TASK BRIEF → Needed from the data below: all lines that contain the word "main".

SUPPLIED INFORMATION →
▼
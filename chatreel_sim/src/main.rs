//! chatreel Simulator CLI
//!
//! Run verification drills against the built-in (or a JSON) scenario catalog,
//! export a drill transcript, or play scenarios interactively in the terminal.

use chatreel_core::catalog::{CatalogError, ScenarioCatalog};
use chatreel_core::config::{Edition, PlaybackTimings, PlayerConfig, SPEED_RANGE};
use chatreel_core::dashboard::ChatDashboard;
use chatreel_core::driver::PlaybackDriver;
use chatreel_core::engine::PlaybackEngine;
use chatreel_core::model::ScenarioId;
use chatreel_env::{EnvError, TokioContext};
use chatreel_sim::{DrillId, DrillResult, DrillRunner, TranscriptExport};
use clap::Parser;
use std::io;
use std::sync::Arc;
use std::time::Duration;
use thiserror::Error;
use tracing::{error, info};
use tracing_subscriber::{EnvFilter, FmtSubscriber};

/// Failures of the interactive player.
#[derive(Debug, Error)]
enum PlayError {
    #[error("terminal error: {0}")]
    Io(#[from] io::Error),

    #[error(transparent)]
    Env(#[from] EnvError),
}

/// How long the driver gets to stop after the dashboard closes.
const SHUTDOWN_GRACE: Duration = Duration::from_secs(2);

/// chatreel drill runner and interactive player
#[derive(Parser, Debug)]
#[command(name = "chatreel-sim")]
#[command(about = "Verify and play scripted insurance chat demos", long_about = None)]
struct Args {
    /// Seed for the random-controls drill and session ids
    #[arg(short, long, default_value = "42")]
    seed: u64,

    /// Scenario id or title, or "all"
    #[arg(short = 'S', long, default_value = "all")]
    scenario: String,

    /// Drill to run (full_playback, restart_mid_run, reset_mid_typing,
    /// scenario_switch, manual_toggle, selection_override, random_controls, all)
    #[arg(short = 'D', long, default_value = "all")]
    drill: String,

    /// Load scenarios from a JSON file instead of the built-in catalog
    #[arg(long)]
    catalog: Option<String>,

    /// Playback speed factor (2.0 = twice as fast, 0.1 to 100)
    #[arg(long, default_value = "1.0", value_parser = parse_speed)]
    speed: f64,

    /// Page edition for --play (classic, rich, phone)
    #[arg(long, default_value = "phone")]
    edition: Edition,

    /// Open the interactive terminal player
    #[arg(long)]
    play: bool,

    /// Verbose output
    #[arg(short, long)]
    verbose: bool,

    /// JSON output for CI parsing
    #[arg(long)]
    json: bool,

    /// Export one drill's transcript and event log to a JSON file
    #[arg(long)]
    export: Option<String>,
}

fn parse_speed(s: &str) -> Result<f64, String> {
    let speed: f64 = s.parse().map_err(|e| format!("{}", e))?;
    if SPEED_RANGE.contains(&speed) {
        Ok(speed)
    } else {
        Err(format!(
            "speed must be between {} and {}",
            SPEED_RANGE.start(),
            SPEED_RANGE.end()
        ))
    }
}

fn millis(d: Duration) -> u64 {
    u64::try_from(d.as_millis()).unwrap_or(u64::MAX)
}

fn init_logging(args: &Args) {
    // The player owns the terminal; only log when asked to
    if args.play && std::env::var_os("RUST_LOG").is_none() {
        return;
    }

    let default = if args.verbose { "debug" } else { "info" };
    let filter = EnvFilter::try_from_default_env().unwrap_or_else(|_| EnvFilter::new(default));
    let subscriber = FmtSubscriber::builder()
        .with_env_filter(filter)
        .with_writer(io::stderr)
        .finish();
    if let Err(e) = tracing::subscriber::set_global_default(subscriber) {
        eprintln!("Failed to set tracing subscriber: {}", e);
    }
}

fn load_catalog(path: Option<&str>) -> Result<ScenarioCatalog, CatalogError> {
    match path {
        Some(path) => {
            let catalog = ScenarioCatalog::load(path)?;
            info!("Loaded {} scenarios from {}", catalog.len(), path);
            Ok(catalog)
        }
        None => Ok(ScenarioCatalog::builtin()),
    }
}

/// Interactive player: driver on a tokio runtime, dashboard on this thread.
fn play(catalog: Arc<ScenarioCatalog>, config: PlayerConfig, preselect: Option<ScenarioId>) -> Result<(), PlayError> {
    let runtime = tokio::runtime::Builder::new_multi_thread().enable_all().build()?;
    let _guard = runtime.enter();

    let engine = PlaybackEngine::new(Arc::clone(&catalog), config.timings);
    let initial = engine.snapshot();
    let (driver, handle, frames) = PlaybackDriver::new(TokioContext::shared(), engine);
    let task = runtime.spawn(driver.run());

    if let Some(id) = preselect {
        handle.select(id)?;
    }

    let mut dashboard = ChatDashboard::new(frames, handle, catalog, config, initial);
    // The dashboard keeps the frame receiver alive until the driver has stopped
    let ui = dashboard.run();
    let engine = runtime.block_on(async {
        match tokio::time::timeout(SHUTDOWN_GRACE, task).await {
            Ok(joined) => joined.map_err(EnvError::context)?,
            Err(_) => Err(EnvError::Timeout(millis(SHUTDOWN_GRACE))),
        }
    })?;
    info!(
        "Player closed after {} runs, {} messages revealed",
        engine.stats().runs_started,
        engine.stats().appended
    );
    ui?;
    Ok(())
}

fn main() {
    let args = Args::parse();
    init_logging(&args);

    if !args.json && !args.play {
        info!("chatreel Simulator v0.1.0");
        info!("━━━━━━━━━━━━━━━━━━━━━━━━━━━━━━━━━━━━━━━━━━━━━━━━━━━━━");
    }

    let catalog = match load_catalog(args.catalog.as_deref()) {
        Ok(catalog) => Arc::new(catalog),
        Err(CatalogError::Invalid(report)) => {
            eprintln!("Error: catalog failed validation ({} issues)", report.issues.len());
            for id in report.affected_scenarios() {
                eprintln!("  scenario {}:", id);
                for issue in report.for_scenario(id) {
                    eprintln!("    - {}", issue.kind);
                }
            }
            std::process::exit(1);
        }
        Err(e) => {
            eprintln!("Error: {}", e);
            std::process::exit(1);
        }
    };

    // Parse scenarios
    let scenarios: Vec<ScenarioId> = if args.scenario == "all" {
        catalog.iter().map(|s| s.id).collect()
    } else {
        match catalog.resolve(&args.scenario) {
            Some(scenario) => vec![scenario.id],
            None => {
                eprintln!("Error: Unknown scenario: {}", args.scenario);
                eprintln!("Available scenarios:");
                for scenario in catalog.iter() {
                    eprintln!("  {:>3}  {}", scenario.id, scenario.title);
                }
                std::process::exit(1);
            }
        }
    };

    let timings = PlaybackTimings::default().scaled(args.speed);

    // Handle --play mode
    if args.play {
        let config = PlayerConfig::for_edition(args.edition).with_timings(timings);
        let preselect = (scenarios.len() == 1).then(|| scenarios[0]);
        if let Err(e) = play(Arc::clone(&catalog), config, preselect) {
            eprintln!("Error: {}", e);
            std::process::exit(1);
        }
        return;
    }

    // Parse drills
    let drills: Vec<DrillId> = if args.drill == "all" {
        DrillId::all()
    } else {
        vec![args.drill.parse().unwrap_or_else(|e| {
            eprintln!("Error: {}", e);
            eprintln!("Available drills:");
            for drill in DrillId::all() {
                eprintln!("  {:<20} {}", drill.name(), drill.description());
            }
            std::process::exit(1);
        })]
    };

    let runner = DrillRunner::new(Arc::clone(&catalog))
        .with_timings(timings)
        .with_seed(args.seed);

    // Handle --export mode
    if let Some(export_path) = &args.export {
        if scenarios.len() > 1 {
            eprintln!("Error: --export only supports a single scenario, not 'all'");
            std::process::exit(1);
        }
        let drill = if drills.len() == 1 { drills[0] } else { DrillId::FullPlayback };

        info!("Running with export to: {}", export_path);
        let result = runner.run(drill, scenarios[0]);
        let export = TranscriptExport::from_result(&result);

        if let Err(e) = export.write_to_file(export_path) {
            error!("Failed to write export: {:?}", e);
            std::process::exit(1);
        }
        info!("Exported {} events to {}", export.events.len(), export_path);

        if result.passed {
            info!("✓ {} on '{}' PASSED", drill.name(), result.scenario_title);
        } else {
            error!(
                "✗ {} on '{}' FAILED: {}",
                drill.name(),
                result.scenario_title,
                result.failure_reason.as_deref().unwrap_or("unknown")
            );
            std::process::exit(1);
        }
        return;
    }

    // Run drills
    let all_results: Vec<DrillResult> = runner.run_all(&drills, &scenarios);
    let failed_count = all_results.iter().filter(|r| !r.passed).count();

    if !args.json {
        for result in &all_results {
            if result.skipped {
                info!("- {} on '{}' skipped", result.drill.name(), result.scenario_title);
            } else if result.passed {
                info!(
                    "✓ {} on '{}' PASSED ({} messages, {:.1}s virtual)",
                    result.drill.name(),
                    result.scenario_title,
                    result.transcript.len(),
                    result.virtual_time.as_secs_f64()
                );
            } else {
                error!(
                    "✗ {} on '{}' FAILED: {}",
                    result.drill.name(),
                    result.scenario_title,
                    result.failure_reason.as_deref().unwrap_or("unknown")
                );
            }
        }
    }

    // Summary
    let total = all_results.len();
    let passed = total - failed_count;

    if args.json {
        // JSON output for CI parsing
        let summary = serde_json::json!({
            "seed": args.seed,
            "total": total,
            "passed": passed,
            "failed": failed_count,
            "results": all_results.iter().map(|r| {
                serde_json::json!({
                    "drill": r.drill.name(),
                    "scenario_id": r.scenario_id,
                    "scenario": r.scenario_title,
                    "passed": r.passed,
                    "skipped": r.skipped,
                    "virtual_ms": millis(r.virtual_time),
                    "metrics": r.metrics,
                    "failure_reason": r.failure_reason,
                })
            }).collect::<Vec<_>>(),
        });
        match serde_json::to_string_pretty(&summary) {
            Ok(json) => println!("{}", json),
            Err(e) => {
                eprintln!("Error: {}", e);
                std::process::exit(1);
            }
        }
    } else {
        info!("");
        info!("━━━━━━━━━━━━━━━━━━━━━━━━━━━━━━━━━━━━━━━━━━━━━━━━━━━━━");

        if failed_count == 0 {
            info!("✅ All {} drill runs passed!", total);
        } else {
            error!("❌ {}/{} drill runs failed!", failed_count, total);
        }
    }

    // Exit with proper code for CI
    if failed_count > 0 {
        std::process::exit(1);
    }
}

#[cfg(test)]
mod tests {
    use super::*;

    #[test]
    fn test_speed_must_be_in_range() {
        assert_eq!(parse_speed("2.5"), Ok(2.5));
        assert_eq!(parse_speed("0.1"), Ok(0.1));
        assert!(parse_speed("0").is_err());
        assert!(parse_speed("-1").is_err());
        assert!(parse_speed("1e-20").is_err());
        assert!(parse_speed("NaN").is_err());
        assert!(parse_speed("fast").is_err());

        assert!(Args::try_parse_from(["chatreel-sim", "--speed", "0"]).is_err());
        let args = Args::try_parse_from(["chatreel-sim", "--speed", "4"]).unwrap();
        assert_eq!(args.speed, 4.0);
    }

    #[test]
    fn test_millis_saturates() {
        assert_eq!(millis(Duration::from_millis(1500)), 1500);
        assert_eq!(millis(Duration::MAX), u64::MAX);
    }
}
▲
SOLUTION FOR THIS EXERCISE →
filename chatreel_sim/src/main.rs
fn main() {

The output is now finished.